His stomach growled. She’d fix supper
when they were through.
Her kids would call later.
They didn’t know about this decision.
This important ‘step.’
It was none of their business. She decided
the fate of her own body. To a point…
And the boys? Nervous, anxious. So unlike
their father. They would pace. Exclaim
only the brightest, most successful prognoses.
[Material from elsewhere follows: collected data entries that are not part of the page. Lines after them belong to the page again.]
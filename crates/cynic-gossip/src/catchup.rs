// Path: crates/cynic-gossip/src/catchup.rs
//! Catch-up detection: a node whose local head has fallen more than one
//! epoch behind the network stops waiting on push gossip and switches to
//! active pull sync (`Want` requests walking backward from the peer's
//! reported head).

use cynic_constants::ratios;

/// Whether a node at `local_head_slot`, given a peer reporting
/// `peer_head_slot` and a `block_ms` slot duration, has fallen far enough
/// behind to warrant switching from passive gossip to active pull sync.
/// "More than one epoch behind" is expressed in slots: `epoch_ms / block_ms`
/// slots, rounded down.
#[must_use]
pub fn needs_catchup(local_head_slot: u64, peer_head_slot: u64) -> bool {
    if peer_head_slot <= local_head_slot {
        return false;
    }
    let r = ratios();
    let slots_per_epoch = (r.epoch_ms / r.block_ms).max(1);
    peer_head_slot - local_head_slot > slots_per_epoch
}

/// Builds the ordered list of slots to request during catch-up, walking
/// backward from `peer_head_slot` to `local_head_slot + 1` so the most
/// recent blocks are requested first.
#[must_use]
pub fn catchup_slots(local_head_slot: u64, peer_head_slot: u64) -> Vec<u64> {
    if peer_head_slot <= local_head_slot {
        return Vec::new();
    }
    (local_head_slot + 1..=peer_head_slot).rev().collect()
}

#[cfg(test)]
mod tests {
    use super::*;

    #[test]
    fn peer_one_epoch_ahead_does_not_trigger_catchup() {
        let r = ratios();
        let slots_per_epoch = r.epoch_ms / r.block_ms;
        assert!(!needs_catchup(0, slots_per_epoch));
    }

    #[test]
    fn peer_more_than_one_epoch_ahead_triggers_catchup() {
        let r = ratios();
        let slots_per_epoch = r.epoch_ms / r.block_ms;
        assert!(needs_catchup(0, slots_per_epoch + 1));
    }

    #[test]
    fn catchup_slots_are_most_recent_first() {
        let slots = catchup_slots(10, 13);
        assert_eq!(slots, vec![13, 12, 11]);
    }

    #[test]
    fn peer_behind_needs_no_catchup() {
        assert!(!needs_catchup(20, 5));
    }
}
As if somehow failure could be avoided.
As if somehow a mistake had been made.
He flicked a hair with his fingernail.
“Do you want a mirror?”
She flinched. A chuckle
throaty, sharp. He stammered.
A cruel irony that couldn’t be helped.
His lips, dry and tentative,
touched the bare skin of her skull.
A prolonged kiss. A kiss that could have been
patronizing. A father’s kiss.
Except that it wasn’t.
It was a kiss of benediction. A kiss of hope.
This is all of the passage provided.